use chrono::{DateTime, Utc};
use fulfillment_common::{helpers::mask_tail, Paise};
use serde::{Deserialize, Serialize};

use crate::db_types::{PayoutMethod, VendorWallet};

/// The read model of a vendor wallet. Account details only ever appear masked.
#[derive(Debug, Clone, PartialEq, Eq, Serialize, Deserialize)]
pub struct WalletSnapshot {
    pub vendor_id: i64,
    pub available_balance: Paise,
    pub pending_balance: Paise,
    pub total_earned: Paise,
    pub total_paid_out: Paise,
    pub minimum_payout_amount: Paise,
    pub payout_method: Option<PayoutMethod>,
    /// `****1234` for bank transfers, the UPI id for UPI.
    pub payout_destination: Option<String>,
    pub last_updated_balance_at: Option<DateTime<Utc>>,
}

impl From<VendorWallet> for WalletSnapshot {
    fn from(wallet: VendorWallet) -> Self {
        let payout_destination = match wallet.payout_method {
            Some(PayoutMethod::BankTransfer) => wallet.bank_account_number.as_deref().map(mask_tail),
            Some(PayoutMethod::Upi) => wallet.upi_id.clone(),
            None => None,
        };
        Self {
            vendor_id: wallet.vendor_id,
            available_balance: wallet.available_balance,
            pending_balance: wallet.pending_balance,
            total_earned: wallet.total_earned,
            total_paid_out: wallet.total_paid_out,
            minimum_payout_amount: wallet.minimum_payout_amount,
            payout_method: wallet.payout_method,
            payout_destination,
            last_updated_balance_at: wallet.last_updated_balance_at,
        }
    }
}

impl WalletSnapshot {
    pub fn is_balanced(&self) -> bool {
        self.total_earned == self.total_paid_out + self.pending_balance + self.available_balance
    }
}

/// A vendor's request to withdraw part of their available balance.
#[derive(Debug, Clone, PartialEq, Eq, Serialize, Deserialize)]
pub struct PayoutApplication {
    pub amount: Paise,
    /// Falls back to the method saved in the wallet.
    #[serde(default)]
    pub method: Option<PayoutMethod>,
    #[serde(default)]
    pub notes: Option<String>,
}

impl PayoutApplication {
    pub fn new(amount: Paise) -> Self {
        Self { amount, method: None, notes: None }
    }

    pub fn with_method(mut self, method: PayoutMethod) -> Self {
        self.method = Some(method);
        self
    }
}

- [WORK ITEM] The word "notes" appears in some lines above. Return every one of those lines.

- [ANSWER FOR THE TASK]
    pub notes: Option<String>,
        Self { amount, method: None, notes: None }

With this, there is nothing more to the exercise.